Retype, word for word, every line of the records below starting at the one that contains "failed_flag.store(true, Ordering::Release);" and ending at the one that contains "pub enum AuthError"; include both of those lines and nothing more.

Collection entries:
★ ★ ★ ★ ★

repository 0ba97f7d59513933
pub mod remote;
//! 整批放行：一批全部进入终态后，等待批次间隔，再放行下一批。

use std::sync::atomic::{AtomicBool, Ordering};
use std::sync::Arc;

use crate::internal::scheduler::structs::scheduler_config::ErrorPolicy;
use crate::internal::scheduler::structs::task_outcome::SchedulerReport;
use crate::internal::site_file::structs::ManifestEntry;

use super::{plan_batches, BatchScheduler};

pub(super) async fn run(
    scheduler: &BatchScheduler,
    manifest: &[ManifestEntry],
) -> SchedulerReport {
    let failed_flag = Arc::new(AtomicBool::new(false));
    let batches = plan_batches(manifest.len(), scheduler.config.max_concurrency);
    let mut report = SchedulerReport {
        outcomes: Vec::with_capacity(manifest.len()),
        ..Default::default()
    };

    for (batch_no, range) in batches.into_iter().enumerate() {
        if batch_no > 0 {
            if scheduler.config.error_policy == ErrorPolicy::AbortOnFirstError
                && failed_flag.load(Ordering::Acquire)
            {
                tracing::warn!("出现失败，停止放行后续批次");
                break;
            }
            scheduler.pause_between_batches().await;
        }

        tracing::debug!(batch = batch_no, start = range.start, end = range.end, "放行批次");
        report.batches_admitted += 1;

        let handles: Vec<_> = range
            .map(|index| {
                let handle =
                    scheduler.spawn_task(index, &manifest[index], &failed_flag, None);
                (index, handle)
            })
            .collect();

        for (index, handle) in handles {
            let outcome = scheduler.settle(index, &manifest[index], handle).await;
            if !outcome.is_success() {
                failed_flag.store(true, Ordering::Release);
            }
            report.outcomes.push(outcome);
        }
    }

    report.not_admitted = manifest.len() - report.outcomes.len();
    report
}
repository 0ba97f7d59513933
use std::time::Duration;

use thiserror::Error;

#[derive(Debug, Error)]
pub enum AuthError {
    #[error("令牌为空")]
    EmptyToken,

    #[error("client id 为空")]
    EmptyClientId,

    #[error("令牌包含非法字符: {0}")]
    InvalidHeader(#[from] reqwest::header::InvalidHeaderValue),

    #[error("API 地址非法: {0}")]
    InvalidApiBase(String),

    #[error("授权地址拼接失败: {0}")]
    AuthorizeUrl(#[source] url::ParseError),

    #[error("创建 HTTP 客户端失败: {0}")]
    Client(#[from] reqwest::Error),

    #[error("回调服务监听端口 {port} 失败: {source}")]
    Bind {
        port: u16,
        #[source]
        source: std::io::Error,
    },

    #[error("回调中没有 access_token")]
    MissingToken,

    #[error("回调服务已提前退出")]
    ServerClosed,

    #[error("等待授权超时（{0:?}）")]
    Timeout(Duration),
}
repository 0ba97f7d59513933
use std::fmt;
use std::path::{Path, PathBuf};
use std::sync::Arc;

use crate::internal::fetcher::traits::FileSource;
use crate::internal::scheduler::structs::SchedulerConfig;

use super::orchestrator_error::OrchestratorError;

/// 一次运行所需的全部上下文，由编排器在运行期间独占。
///
/// 站点 id、下载根目录、文件来源都显式传入，不存在跨运行共享的全局状态。
#[derive(Clone)]
pub struct RunContext {
    pub site_id: String,
    /// 下载根目录，站点目录为 `downloads_root/<site_id>`
    pub downloads_root: PathBuf,
    pub source: Arc<dyn FileSource>,
    pub scheduler: SchedulerConfig,
}

impl RunContext {
    pub fn new(
        site_id: impl Into<String>,
        downloads_root: impl Into<PathBuf>,
        source: Arc<dyn FileSource>,
    ) -> Self {
        Self {
            site_id: site_id.into(),
            downloads_root: downloads_root.into(),
            source,
            scheduler: SchedulerConfig::default(),
        }
    }

    pub fn with_scheduler(mut self, scheduler: SchedulerConfig) -> Self {
        self.scheduler = scheduler;
        self
    }

    /// 本次运行的站点目录。
    pub fn site_dir(&self) -> PathBuf {
        self.downloads_root.join(&self.site_id)
    }

    /// 站点 id 只能作为单层目录名使用。
    pub(crate) fn validate_site_id(&self) -> Result<(), OrchestratorError> {
        let id = self.site_id.as_str();
        let single_segment = Path::new(id).components().count() == 1;
        if id.is_empty()
            || id == "."
            || id == ".."
            || id.contains(['/', '\\'])
            || !single_segment
        {
            return Err(OrchestratorError::InvalidSiteId(id.to_string()));
        }
        Ok(())
    }
}

impl fmt::Debug for RunContext {
    fn fmt(&self, f: &mut fmt::Formatter<'_>) -> fmt::Result {
        f.debug_struct("RunContext")
            .field("site_id", &self.site_id)
            .field("downloads_root", &self.downloads_root)
            .field("source", &"<dyn FileSource>")
            .field("scheduler", &self.scheduler)
            .finish()
    }
}
/// 内部导出的模块
mod internal;


/// 导出核心入口函数
pub use internal::entrance::remote::*;

/// 清单记录、下载任务与路径还原
pub mod site_file {
    use crate::internal;
    pub use internal::site_file::functions::materialize::*;
    pub use internal::site_file::structs::*;
}

pub mod progress {
    use crate::internal;
    pub use internal::progress::structs::*;
}

/// 单文件流式下载，以及可替换的文件来源
pub mod fetcher {
    use crate::internal;
    pub use internal::fetcher::structs::*;
    pub use internal::fetcher::traits::*;
}

pub mod scheduler {
    use crate::internal;
    pub use internal::scheduler::structs::*;
}

pub mod orchestrator {
    use crate::internal;
    pub use internal::orchestrator::structs::*;
}

/// 对外提供 Netlify 基础访问能力，不限制死在入口函数中，以防有人自己要用
pub mod netlify {
    pub mod constants {
        pub use crate::internal::netlify::constants::*;
    }

    pub mod functions {
        pub use crate::internal::netlify::functions::*;
    }

    pub mod structs {
        pub use crate::internal::netlify::structs::*;
    }
}

pub mod archive {
    use crate::internal;
    pub use internal::archive::functions::*;
    pub use internal::archive::structs::*;
}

★ ★ ★ ★ ★

### Solution to the exercise
                failed_flag.store(true, Ordering::Release);
            }
            report.outcomes.push(outcome);
        }
    }

    report.not_admitted = manifest.len() - report.outcomes.len();
    report
}
repository 0ba97f7d59513933
use std::time::Duration;

use thiserror::Error;

#[derive(Debug, Error)]
pub enum AuthError {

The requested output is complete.